Professor Lee has an insight that I overlooked. He asks whether it
would have been a good idea, in the wake of supply disruptions of
Hurricanes Katrina and Rita, for Americans to continue using
gasoline as if there hadn't been those supply disruptions. After the
hurricanes, more gas was suddenly needed to bring rescue personnel,
evacuate the homeless, clear rubble and a host of other things to
get the reconstruction efforts underway. If gas prices had remained
what they were before the hurricanes, Americans would have continued
using the same amount of gas. Professor Lee says, "The higher gas
prices motivated tens of millions of drivers to conserve gasoline,
allowing more to be available where it was badly needed." What's
more, we didn't need a government edict; we voluntarily cut back on
gasoline consumption.
Professor Lee explains that the waste, delays and incompetence
are an inherent part of all federal programs and we'd be better off
without FEMA. He gives many reasons why private or local disaster
relief will produce a better outcome. However, Lee omits a question
that I always ask when people assert that this or that government
program is an absolute necessity. My question is, what did we do
before? In 1871, a fire virtually destroyed Chicago. In 1900, a
category 4 hurricane wiped out Galveston, Texas, and killed as many
as 12,000 people. In 1906, an earthquake leveled San Francisco. Loss
of life was estimated at nearly 3,000 people, and the damage
estimated at the time was $400 million -- about $8 billion in
today's dollars. After those massive disasters, each city recovered.
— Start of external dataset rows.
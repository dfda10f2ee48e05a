//! Staff directory trait and in-memory implementation.

use std::sync::Arc;
use std::sync::atomic::{AtomicBool, Ordering};

use async_trait::async_trait;
use common::{RestaurantId, StaffId};
use serde::{Deserialize, Serialize};
use tokio::sync::RwLock;

use crate::error::ServiceError;

/// A staff member as known to the directory.
#[derive(Debug, Clone, PartialEq, Eq, Serialize, Deserialize)]
pub struct StaffMember {
    pub id: StaffId,
    pub restaurant_id: RestaurantId,
    pub name: String,
    /// Employed and allowed to take orders.
    pub active: bool,
    /// On shift and not on a break.
    pub available: bool,
}

impl StaffMember {
    /// Creates an active, available staff member.
    pub fn new(restaurant_id: RestaurantId, name: impl Into<String>) -> Self {
        Self {
            id: StaffId::new(),
            restaurant_id,
            name: name.into(),
            active: true,
            available: true,
        }
    }

    pub fn can_take_orders(&self) -> bool {
        self.active && self.available
    }
}

/// Query of staff by restaurant.
#[async_trait]
pub trait StaffDirectory: Send + Sync {
    /// Returns the restaurant's staff, in a stable order.
    async fn staff_for(&self, restaurant_id: RestaurantId) -> Result<Vec<StaffMember>, ServiceError>;
}

/// In-memory staff directory for testing.
#[derive(Debug, Clone, Default)]
pub struct InMemoryStaffDirectory {
    members: Arc<RwLock<Vec<StaffMember>>>,
    unavailable: Arc<AtomicBool>,
}

impl InMemoryStaffDirectory {
    pub fn new() -> Self {
        Self::default()
    }

    /// Adds a staff member and returns its id.
    pub async fn add(&self, member: StaffMember) -> StaffId {
        let id = member.id;
        self.members.write().await.push(member);
        id
    }

    /// Marks a staff member as on or off shift.
    pub async fn set_available(&self, staff_id: StaffId, available: bool) {
        for member in self.members.write().await.iter_mut() {
            if member.id == staff_id {
                member.available = available;
            }
        }
    }

    pub async fn set_active(&self, staff_id: StaffId, active: bool) {
        for member in self.members.write().await.iter_mut() {
            if member.id == staff_id {
                member.active = active;
            }
        }
    }

    /// Makes every lookup fail until switched off.
    pub fn set_unavailable(&self, unavailable: bool) {
        self.unavailable.store(unavailable, Ordering::SeqCst);
    }
}

#[async_trait]
impl StaffDirectory for InMemoryStaffDirectory {
    async fn staff_for(&self, restaurant_id: RestaurantId) -> Result<Vec<StaffMember>, ServiceError> {
        if self.unavailable.load(Ordering::SeqCst) {
            return Err(ServiceError::Unavailable("staff directory offline".to_string()));
        }
        Ok(self
            .members
            .read()
            .await
            .iter()
            .filter(|m| m.restaurant_id == restaurant_id)
            .cloned()
            .collect())
    }
}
I'd like to have an explanation, from those who'd argue that federal
disaster relief and an agency like FEMA are the only ways to recover
from a disaster, how these cities recovered.
Dr. Williams has served on the faculty of
George Mason University in Fairfax, VA, as John M. Olin
Distinguished Professor of Economics, since 1980.
Copyright © 2006
Creators Syndicate, Inc.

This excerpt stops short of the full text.